The police in the NWT have 166 funded positions for officers, seven of which are currently vacant.

Other divisions, such as Nova Scotia and British Columbia, are short hundreds of officers.

West said the small Northern shortage is caused by transfers and general movement in the force.

"For example, we had one member transfer to Iqaluit this week, and his replacement hasn't arrived yet," said West.

The size of detachments in the NWT is one reason why G Division is better off than most.

"Most of our detachments are small units, with three, four or five persons," West said. "We're obliged to those members to keep staffing up because of safety and service delivery."

One way the Northern divisions top up their numbers is through recruitment, especially of aboriginal people.

Nunavut's RCMP have been actively recruiting Inuit youth, using advertisements and public service announcements.

West said the NWT's approach has been more low-key, because at the moment only three NWT cadets are admitted to the RCMP's training academy each term.

"Preference is given to aboriginal people and visible minorities," he said. "This allows us to better reflect the communities we're serving."

Powder, who now works for recruiting, said it can be difficult for young aboriginal people to become a police officer.

"Being in a small town, you can get a lot of slack from your friends and your family (for wanting to be a cop)," she said. "So no one really asked me about it in (Fort Smith).

"Here, hopefully I'll have that chance to interact with other women and men, too."

Const. Colin Allen Jr., a recent training academy graduate from Inuvik, is now serving in Hay River. He said being a role model to aboriginal children may lead some of them to choose a career as a cop.

"It helps the communities to have people from the North," he said. "I was just at the school, and everyone was saying 'Hi, constable,' and smiling."

Allen said his role model was his cousin, an RCMP officer in his home town.

The division is considering bringing back the popular aboriginal cadet development program, which had youth work with the RCMP in their community and study for the training academy entrance examination.
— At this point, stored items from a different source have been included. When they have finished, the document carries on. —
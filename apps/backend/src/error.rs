//! Application-level error type.
//!
//! Domain errors convert into `AppError` on their way out of the core; the
//! ws layer maps each variant to a wire error code, the HTTP layer to a
//! status code. Stable string codes let clients match without parsing
//! human-readable text.

use actix_web::http::StatusCode;
use actix_web::HttpResponse;
use serde::Serialize;
use thiserror::Error;

use crate::errors::domain::DomainError;

#[derive(Serialize)]
struct ErrorBody {
    code: &'static str,
    detail: String,
}

#[derive(Error, Debug)]
pub enum AppError {
    #[error("Room not found: {room_id}")]
    RoomNotFound { room_id: String },
    #[error("Room is full: {room_id}")]
    RoomFull { room_id: String },
    #[error("Bad request: {detail}")]
    BadRequest { detail: String },
    #[error(transparent)]
    Domain(#[from] DomainError),
    #[error("Internal error: {detail}")]
    Internal { detail: String },
}

impl AppError {
    pub fn room_not_found(room_id: impl Into<String>) -> Self {
        Self::RoomNotFound {
            room_id: room_id.into(),
        }
    }

    pub fn room_full(room_id: impl Into<String>) -> Self {
        Self::RoomFull {
            room_id: room_id.into(),
        }
    }

    pub fn bad_request(detail: impl Into<String>) -> Self {
        Self::BadRequest {
            detail: detail.into(),
        }
    }

    pub fn internal(detail: impl Into<String>) -> Self {
        Self::Internal {
            detail: detail.into(),
        }
    }

    /// Stable machine-readable code for this error.
    pub fn code(&self) -> &'static str {
        match self {
            AppError::RoomNotFound { .. } => "ROOM_NOT_FOUND",
            AppError::RoomFull { .. } => "ROOM_FULL",
            AppError::BadRequest { .. } => "BAD_REQUEST",
            AppError::Internal { .. } => "INTERNAL",
            AppError::Domain(err) => match err {
                DomainError::IllegalMove(_) => "ILLEGAL_MOVE",
                DomainError::OutOfTurn => "OUT_OF_TURN",
                DomainError::DeckExhausted { .. } => "DECK_EXHAUSTED",
                DomainError::SessionFinished => "SESSION_FINISHED",
                DomainError::Validation(_) => "VALIDATION",
            },
        }
    }

    pub fn status(&self) -> StatusCode {
        match self {
            AppError::RoomNotFound { .. } => StatusCode::NOT_FOUND,
            AppError::RoomFull { .. } => StatusCode::CONFLICT,
            AppError::BadRequest { .. } | AppError::Domain(_) => StatusCode::BAD_REQUEST,
            AppError::Internal { .. } => StatusCode::INTERNAL_SERVER_ERROR,
        }
    }
}

impl actix_web::error::ResponseError for AppError {
    fn status_code(&self) -> StatusCode {
        self.status()
    }

    fn error_response(&self) -> HttpResponse {
        HttpResponse::build(self.status()).json(ErrorBody {
            code: self.code(),
            detail: self.to_string(),
        })
    }
}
Federal funding for the program was cut two years ago.

Both Allen and Powder were cadets. Powder said the program helped her prepare for becoming a police officer.

"The three of us (cadets) would study, study, study," she said. "And we'd go to the gym and do other things to prepare."

However, she said the program needs improvements before it is reintroduced.

"Just seeing the success rate of that program ... of my troupe that went south for training, four of us graduated out of 24," she said. "I think it's an exciting program if you're willing to work hard, but we need to find out what we were doing wrong and how we can improve our numbers."

West said Northern detachments have done much better in their aboriginal recruiting than the national standard.

While the national average of aboriginal officers is four per cent, G Division stands at 14 per cent.